> **REQUIRED ACTION**
Please find every line in the entries below that contains the string "PathBuf", and copy it.

> **DATA EXTRACT**
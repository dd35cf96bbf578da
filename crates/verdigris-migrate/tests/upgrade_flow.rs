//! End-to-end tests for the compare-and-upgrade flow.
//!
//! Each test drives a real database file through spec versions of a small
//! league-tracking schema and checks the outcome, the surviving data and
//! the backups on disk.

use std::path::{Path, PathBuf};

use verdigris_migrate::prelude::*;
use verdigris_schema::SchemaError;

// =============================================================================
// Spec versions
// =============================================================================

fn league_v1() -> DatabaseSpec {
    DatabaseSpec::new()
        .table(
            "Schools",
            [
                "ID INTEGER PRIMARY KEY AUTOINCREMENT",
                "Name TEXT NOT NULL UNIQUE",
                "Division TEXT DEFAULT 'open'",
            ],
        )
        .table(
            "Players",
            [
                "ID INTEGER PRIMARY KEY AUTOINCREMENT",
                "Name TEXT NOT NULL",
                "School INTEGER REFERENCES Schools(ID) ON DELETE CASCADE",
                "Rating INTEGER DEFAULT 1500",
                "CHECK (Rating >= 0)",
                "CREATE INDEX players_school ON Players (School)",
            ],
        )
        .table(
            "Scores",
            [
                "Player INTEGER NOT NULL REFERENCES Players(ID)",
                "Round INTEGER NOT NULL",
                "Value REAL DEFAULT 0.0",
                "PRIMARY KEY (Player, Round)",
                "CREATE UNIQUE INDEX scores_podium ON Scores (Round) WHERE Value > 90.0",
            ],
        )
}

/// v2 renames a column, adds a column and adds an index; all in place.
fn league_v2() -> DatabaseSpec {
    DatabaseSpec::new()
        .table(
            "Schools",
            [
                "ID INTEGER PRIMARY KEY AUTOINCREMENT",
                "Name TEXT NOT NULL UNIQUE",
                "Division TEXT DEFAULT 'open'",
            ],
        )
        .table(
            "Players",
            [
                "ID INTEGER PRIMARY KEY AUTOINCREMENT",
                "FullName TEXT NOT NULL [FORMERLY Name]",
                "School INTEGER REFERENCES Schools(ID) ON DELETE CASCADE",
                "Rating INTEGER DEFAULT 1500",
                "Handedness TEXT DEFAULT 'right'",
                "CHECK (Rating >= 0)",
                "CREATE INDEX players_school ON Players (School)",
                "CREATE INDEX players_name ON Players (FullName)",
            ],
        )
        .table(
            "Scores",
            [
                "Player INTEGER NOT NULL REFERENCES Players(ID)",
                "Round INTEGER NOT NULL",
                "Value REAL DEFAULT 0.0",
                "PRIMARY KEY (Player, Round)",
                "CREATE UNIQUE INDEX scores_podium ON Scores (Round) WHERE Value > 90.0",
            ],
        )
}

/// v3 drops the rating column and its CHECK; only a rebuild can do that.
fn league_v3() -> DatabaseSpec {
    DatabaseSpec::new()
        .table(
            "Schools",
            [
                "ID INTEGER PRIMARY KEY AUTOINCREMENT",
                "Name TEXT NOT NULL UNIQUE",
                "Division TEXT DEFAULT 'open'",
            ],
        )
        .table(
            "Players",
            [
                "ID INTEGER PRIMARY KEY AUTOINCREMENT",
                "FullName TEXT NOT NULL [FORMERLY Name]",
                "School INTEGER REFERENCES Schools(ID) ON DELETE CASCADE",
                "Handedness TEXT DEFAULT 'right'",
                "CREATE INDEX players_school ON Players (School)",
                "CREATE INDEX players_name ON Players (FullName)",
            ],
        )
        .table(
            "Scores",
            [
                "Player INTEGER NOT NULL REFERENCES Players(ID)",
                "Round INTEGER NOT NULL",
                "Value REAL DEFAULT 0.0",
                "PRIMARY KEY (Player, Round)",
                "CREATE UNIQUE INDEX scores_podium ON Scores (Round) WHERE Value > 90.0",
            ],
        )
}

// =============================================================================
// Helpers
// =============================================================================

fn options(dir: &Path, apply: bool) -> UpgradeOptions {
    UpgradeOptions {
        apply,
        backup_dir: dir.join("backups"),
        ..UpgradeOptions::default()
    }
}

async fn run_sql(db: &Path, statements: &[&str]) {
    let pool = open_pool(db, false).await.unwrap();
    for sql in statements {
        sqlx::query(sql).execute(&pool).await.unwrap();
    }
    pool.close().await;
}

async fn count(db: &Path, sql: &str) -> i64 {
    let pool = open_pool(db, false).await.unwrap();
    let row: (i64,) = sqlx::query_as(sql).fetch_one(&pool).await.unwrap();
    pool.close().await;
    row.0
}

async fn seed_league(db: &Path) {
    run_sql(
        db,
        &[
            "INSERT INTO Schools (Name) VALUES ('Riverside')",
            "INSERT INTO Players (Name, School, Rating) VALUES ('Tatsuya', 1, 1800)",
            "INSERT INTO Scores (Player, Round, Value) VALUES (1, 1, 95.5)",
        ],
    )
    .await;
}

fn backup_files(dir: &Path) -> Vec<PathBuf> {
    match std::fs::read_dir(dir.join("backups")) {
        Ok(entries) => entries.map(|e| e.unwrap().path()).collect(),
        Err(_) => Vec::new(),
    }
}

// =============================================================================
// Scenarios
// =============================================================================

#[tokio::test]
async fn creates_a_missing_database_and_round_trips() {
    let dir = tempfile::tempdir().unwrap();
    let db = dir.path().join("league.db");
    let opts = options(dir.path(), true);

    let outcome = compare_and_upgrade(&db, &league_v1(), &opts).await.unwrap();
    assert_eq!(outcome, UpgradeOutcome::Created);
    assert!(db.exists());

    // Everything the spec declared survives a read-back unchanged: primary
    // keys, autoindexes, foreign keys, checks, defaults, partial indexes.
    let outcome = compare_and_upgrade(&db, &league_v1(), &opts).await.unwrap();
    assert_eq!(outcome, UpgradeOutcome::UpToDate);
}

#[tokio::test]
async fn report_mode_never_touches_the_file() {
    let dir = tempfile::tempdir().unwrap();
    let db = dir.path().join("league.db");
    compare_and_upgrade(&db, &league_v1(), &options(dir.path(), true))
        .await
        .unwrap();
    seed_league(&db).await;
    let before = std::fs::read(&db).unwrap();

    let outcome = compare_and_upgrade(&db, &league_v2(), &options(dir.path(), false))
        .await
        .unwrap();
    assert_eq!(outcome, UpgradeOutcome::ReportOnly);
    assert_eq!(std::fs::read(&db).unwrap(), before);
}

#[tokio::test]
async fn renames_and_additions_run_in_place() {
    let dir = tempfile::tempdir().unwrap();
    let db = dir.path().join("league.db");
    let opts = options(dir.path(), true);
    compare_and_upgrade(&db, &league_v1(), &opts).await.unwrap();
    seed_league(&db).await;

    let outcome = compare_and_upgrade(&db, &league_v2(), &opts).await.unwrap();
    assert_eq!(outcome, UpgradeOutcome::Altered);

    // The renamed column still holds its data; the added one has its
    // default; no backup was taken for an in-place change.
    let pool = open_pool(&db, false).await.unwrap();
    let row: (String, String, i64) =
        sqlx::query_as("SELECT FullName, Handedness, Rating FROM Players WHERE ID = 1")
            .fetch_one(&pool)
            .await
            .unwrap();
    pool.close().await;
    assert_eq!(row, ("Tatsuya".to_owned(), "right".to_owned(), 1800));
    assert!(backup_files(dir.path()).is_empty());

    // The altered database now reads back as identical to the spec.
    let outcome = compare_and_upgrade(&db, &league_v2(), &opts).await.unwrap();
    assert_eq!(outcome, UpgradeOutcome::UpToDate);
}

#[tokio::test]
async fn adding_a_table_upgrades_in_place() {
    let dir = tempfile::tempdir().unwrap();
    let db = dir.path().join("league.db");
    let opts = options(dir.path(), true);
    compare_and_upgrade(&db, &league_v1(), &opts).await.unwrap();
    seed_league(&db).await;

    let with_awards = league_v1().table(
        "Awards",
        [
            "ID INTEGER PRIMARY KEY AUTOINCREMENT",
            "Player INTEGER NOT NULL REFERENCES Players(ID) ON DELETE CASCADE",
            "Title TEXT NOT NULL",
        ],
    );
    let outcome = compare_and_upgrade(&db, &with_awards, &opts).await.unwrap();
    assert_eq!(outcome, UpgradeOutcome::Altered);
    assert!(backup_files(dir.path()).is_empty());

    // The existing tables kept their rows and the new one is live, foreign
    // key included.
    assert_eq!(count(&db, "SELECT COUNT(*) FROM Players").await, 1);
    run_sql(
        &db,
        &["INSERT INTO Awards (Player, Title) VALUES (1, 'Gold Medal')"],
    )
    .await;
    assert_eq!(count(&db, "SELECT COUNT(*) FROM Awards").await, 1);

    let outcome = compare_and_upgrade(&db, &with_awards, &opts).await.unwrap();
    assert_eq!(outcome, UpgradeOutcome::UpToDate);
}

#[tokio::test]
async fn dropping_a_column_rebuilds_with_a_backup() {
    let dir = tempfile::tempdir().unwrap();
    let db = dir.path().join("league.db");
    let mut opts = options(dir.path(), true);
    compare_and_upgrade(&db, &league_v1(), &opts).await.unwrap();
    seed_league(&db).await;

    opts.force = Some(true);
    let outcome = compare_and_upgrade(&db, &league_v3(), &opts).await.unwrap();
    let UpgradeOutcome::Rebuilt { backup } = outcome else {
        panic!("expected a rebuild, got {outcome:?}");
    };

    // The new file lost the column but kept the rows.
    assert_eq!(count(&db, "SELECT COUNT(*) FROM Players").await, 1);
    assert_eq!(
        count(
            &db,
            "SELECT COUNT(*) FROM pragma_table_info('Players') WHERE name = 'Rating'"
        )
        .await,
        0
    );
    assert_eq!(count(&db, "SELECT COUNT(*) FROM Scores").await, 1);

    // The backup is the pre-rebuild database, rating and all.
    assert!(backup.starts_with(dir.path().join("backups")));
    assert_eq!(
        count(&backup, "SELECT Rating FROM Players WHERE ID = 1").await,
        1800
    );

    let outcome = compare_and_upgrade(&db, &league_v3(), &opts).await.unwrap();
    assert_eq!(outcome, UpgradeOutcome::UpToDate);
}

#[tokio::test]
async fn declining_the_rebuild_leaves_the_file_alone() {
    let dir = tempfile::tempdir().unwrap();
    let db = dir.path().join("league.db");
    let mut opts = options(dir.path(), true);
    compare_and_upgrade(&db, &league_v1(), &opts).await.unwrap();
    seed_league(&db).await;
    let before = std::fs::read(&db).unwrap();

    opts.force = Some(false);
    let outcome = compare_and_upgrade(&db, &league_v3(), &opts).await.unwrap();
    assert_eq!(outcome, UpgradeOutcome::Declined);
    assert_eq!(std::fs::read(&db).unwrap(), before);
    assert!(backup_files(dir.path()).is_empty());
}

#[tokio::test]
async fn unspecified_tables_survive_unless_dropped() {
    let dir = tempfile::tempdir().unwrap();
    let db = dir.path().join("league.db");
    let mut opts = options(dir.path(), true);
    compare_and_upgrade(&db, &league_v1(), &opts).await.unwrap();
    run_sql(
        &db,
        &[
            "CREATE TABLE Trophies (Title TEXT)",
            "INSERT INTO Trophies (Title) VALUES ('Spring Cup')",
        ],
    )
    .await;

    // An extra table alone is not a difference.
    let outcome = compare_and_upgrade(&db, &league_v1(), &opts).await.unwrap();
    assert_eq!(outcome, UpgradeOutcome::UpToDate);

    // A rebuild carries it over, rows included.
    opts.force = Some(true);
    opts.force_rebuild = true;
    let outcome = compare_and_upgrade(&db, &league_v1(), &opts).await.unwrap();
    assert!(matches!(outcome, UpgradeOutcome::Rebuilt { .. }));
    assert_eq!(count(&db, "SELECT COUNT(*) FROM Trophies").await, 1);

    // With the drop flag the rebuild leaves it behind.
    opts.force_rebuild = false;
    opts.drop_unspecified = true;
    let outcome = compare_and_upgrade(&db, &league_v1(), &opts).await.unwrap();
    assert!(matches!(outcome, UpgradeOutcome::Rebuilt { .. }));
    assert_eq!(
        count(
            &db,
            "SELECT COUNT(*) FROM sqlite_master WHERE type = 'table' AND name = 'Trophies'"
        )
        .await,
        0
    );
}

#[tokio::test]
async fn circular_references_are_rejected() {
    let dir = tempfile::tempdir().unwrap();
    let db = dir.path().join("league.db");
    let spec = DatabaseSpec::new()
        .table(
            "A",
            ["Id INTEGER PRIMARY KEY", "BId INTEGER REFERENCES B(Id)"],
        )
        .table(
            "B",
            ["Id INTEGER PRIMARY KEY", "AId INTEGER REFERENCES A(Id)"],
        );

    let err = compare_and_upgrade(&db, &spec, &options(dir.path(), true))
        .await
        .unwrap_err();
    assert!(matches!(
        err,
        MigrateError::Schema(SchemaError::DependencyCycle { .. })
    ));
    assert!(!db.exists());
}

> **SOLUTION**
use std::path::{Path, PathBuf};
fn backup_files(dir: &Path) -> Vec<PathBuf> {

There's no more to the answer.